Need some advice we have a credit union loan and like everyone at the moment hit hard times 3 years ago and my husband lost his job we were lucky though we had no major loans other than the 15k with the credit union no credit cards or mortgage.  we had a meeting with credit union this morning and basically they are harassing us looking for more money we have only managed to meet the interest on the loan for last 3 years and only 52euro actually come of the loan amount and they took all the shares against arrears and interest.  

We pay them 30 euro a week and we have asked that they stop the interest for a while 6 months to 1year to allow us play catch up and pay off some of the outstanding loan amount.  They are very unwilling to help, does anyone know is there anything i can do about this we feel like we are getting nowhere and this loan is going to be hanging over our head for years?


----------



## leroy67 (11 Dec 2012)

Hi Pip,

MAB's should be your first stop, I would recommend you let Credit Union know you have approached them and that they will be in touch with them in due course and don't engage further with the C.U. MAB's will correspond with them on your behalf. Trying to deal with it yourself is always tough as you personalise the issue, having someone look at the cold hard facts in a impartial manner usually achieves the best results!!


----------



## Brendan Burgess (11 Dec 2012)

Hi Pip


> they took all the shares against arrears and interest.

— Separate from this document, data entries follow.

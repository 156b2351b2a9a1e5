/// CSV codec backed by the `csv` crate.
pub mod csv;
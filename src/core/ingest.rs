use std::{fs, path::Path};

use log::{info, warn};

use crate::{
    config::RaggedRowPolicy,
    core::{codec::RowDecoder, session::Session},
    error::EditError,
};

/// Loads raw file content into a fresh [`Session`].
///
/// The first decoded record becomes the header, verbatim; the others become
/// the body rows. Body rows whose width differs from the header are handled
/// according to the [`RaggedRowPolicy`].
pub struct IngestAdapter<D> {
    decoder: D,
    ragged_rows: RaggedRowPolicy,
}

impl<D: RowDecoder> IngestAdapter<D> {
    pub fn new(decoder: D, ragged_rows: RaggedRowPolicy) -> Self {
        Self {
            decoder,
            ragged_rows,
        }
    }

    /// Decodes `raw` into a session.
    ///
    /// Empty input gives an empty session, not an error.
    ///
    /// # Errors
    ///
    /// - `EditError::Decode` when the decoder rejects the input
    /// - `EditError::RowWidthMismatch` for a ragged row under
    ///   `RaggedRowPolicy::Reject`
    pub fn load(&self, raw: &[u8]) -> Result<Session, EditError> {
        let mut records = self.decoder.decode(raw)?.into_iter();

        let Some(headers) = records.next() else {
            info!("Loaded empty input");
            return Ok(Session::default());
        };

        let width = headers.len();
        let mut rows = Vec::with_capacity(records.len());

        for (index, mut row) in records.enumerate() {
            if row.len() != width {
                match self.ragged_rows {
                    RaggedRowPolicy::Reject => {
                        return Err(EditError::RowWidthMismatch {
                            row: index,
                            expected: width,
                            found: row.len(),
                        });
                    }
                    RaggedRowPolicy::Normalize => {
                        warn!(
                            "Row {} has {} fields, header has {}: resized",
                            index,
                            row.len(),
                            width
                        );
                        row.resize(width, String::new());
                    }
                }
            }
            rows.push(row);
        }

        info!("Loaded {} columns and {} rows", width, rows.len());
        Ok(Session::from_parts(headers, rows))
    }

    /// Reads the file at `path` and loads it.
    pub fn load_path<P: AsRef<Path>>(&self, path: P) -> Result<Session, EditError> {
        let raw = fs::read(path.as_ref())?;
        self.load(&raw)
    }
}
#![allow(dead_code)]

pub mod mocks;

pub use mocks::{MockDecoder, MockEncoder, MockFile};

pub fn strings(values: &[&str]) -> Vec<String> {
    values.iter().map(|v| v.to_string()).collect()
}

This is to your benefit. They are probably charging you 9% on the loan and paying you only 1% on the shares.

By setting the shares against the loan, your net interest would be substantially reduced. 

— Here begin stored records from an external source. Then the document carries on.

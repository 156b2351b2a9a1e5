use csv::{QuoteStyle, Terminator, WriterBuilder};
use log::debug;

use crate::{
    core::codec::{EncodeResult, RowEncoder},
    error::EditError,
};

/// A CSV row encoder that implements the `RowEncoder` trait.
///
/// Fields containing the delimiter, the quote character or a line break are
/// quoted, embedded quotes are doubled. Every record, the last one included,
/// is followed by the terminator.
///
/// # Examples
///
/// ```
/// use csv_edit_session::adapter::csv::csv_writer::CsvRowEncoderBuilder;
/// use csv_edit_session::core::codec::RowEncoder;
/// use csv_edit_session::config::LineEnding;
///
/// let encoder = CsvRowEncoderBuilder::new()
///     .terminator(LineEnding::Lf.into())
///     .build();
///
/// let rows = vec![
///     vec!["city".to_string(), "note".to_string()],
///     vec!["Boston".to_string(), "cold, windy".to_string()],
/// ];
///
/// let bytes = encoder.encode(&rows).unwrap();
/// assert_eq!(String::from_utf8(bytes).unwrap(), "city,note\nBoston,\"cold, windy\"\n");
/// ```
#[derive(Debug, Clone)]
pub struct CsvRowEncoder {
    delimiter: u8,
    terminator: Terminator,
    quote_style: QuoteStyle,
}

impl Default for CsvRowEncoder {
    fn default() -> Self {
        CsvRowEncoderBuilder::new().build()
    }
}

impl RowEncoder for CsvRowEncoder {
    fn encode(&self, rows: &[Vec<String>]) -> EncodeResult {
        let mut writer = WriterBuilder::new()
            .delimiter(self.delimiter)
            .terminator(self.terminator)
            .quote_style(self.quote_style)
            .has_headers(false)
            .flexible(false)
            .from_writer(Vec::new());

        for row in rows {
            writer
                .write_record(row)
                .map_err(|error| EditError::Encode(error.to_string()))?;
        }

        let bytes = writer
            .into_inner()
            .map_err(|error| EditError::Encode(error.to_string()))?;

        debug!("Encoded {} records into {} bytes", rows.len(), bytes.len());
        Ok(bytes)
    }
}

/// A builder for configuring CSV encoding.
///
/// # Default Configuration
///
/// - Delimiter: comma (,)
/// - Terminator: CRLF (`\r\n`)
/// - Quoting: only fields that need it
#[derive(Debug, Clone)]
pub struct CsvRowEncoderBuilder {
    delimiter: u8,
    terminator: Terminator,
    quote_style: QuoteStyle,
}

impl Default for CsvRowEncoderBuilder {
    fn default() -> Self {
        Self::new()
    }
}

impl CsvRowEncoderBuilder {
    pub fn new() -> CsvRowEncoderBuilder {
        CsvRowEncoderBuilder {
            delimiter: b',',
            terminator: Terminator::CRLF,
            quote_style: QuoteStyle::Necessary,
        }
    }

    pub fn delimiter(mut self, delimiter: u8) -> CsvRowEncoderBuilder {
        self.delimiter = delimiter;
        self
    }

    pub fn terminator(mut self, terminator: Terminator) -> CsvRowEncoderBuilder {
        self.terminator = terminator;
        self
    }

    pub fn quote_style(mut self, quote_style: QuoteStyle) -> CsvRowEncoderBuilder {
        self.quote_style = quote_style;
        self
    }

    pub fn build(self) -> CsvRowEncoder {
        CsvRowEncoder {
            delimiter: self.delimiter,
            terminator: self.terminator,
            quote_style: self.quote_style,
        }
    }
}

The Credit Unions take the view - you have borrowed our members' money and we want it back.  By asking them to stop charging interest, you are, in effect, asking them to write off part of your debt. They don't like doing that.


----------



## pip (11 Dec 2012)

We have been to MABS and are waiting on another appointment.  We have paid there interest for the last 3 years we are just asking for a bit of time to play catch up not trying to rip them off or get out of paying it just seems to me they are happy to take our 30 euro a week to cover the interest and but we are still left the debt of 15k hanging over us and cant reduce this amount because we are only meeting the interest.  I have to put a letter in writing to the board to request the account to be charged off but they have said the board are unlikely to do this.


----------



## Slim (12 Dec 2012)

I would advise you to suspend any payments pending discussion with MABS. The CU will write off your loan and interest will be frozen. Let MABS re-negotiate a payment with the CU for you.


----------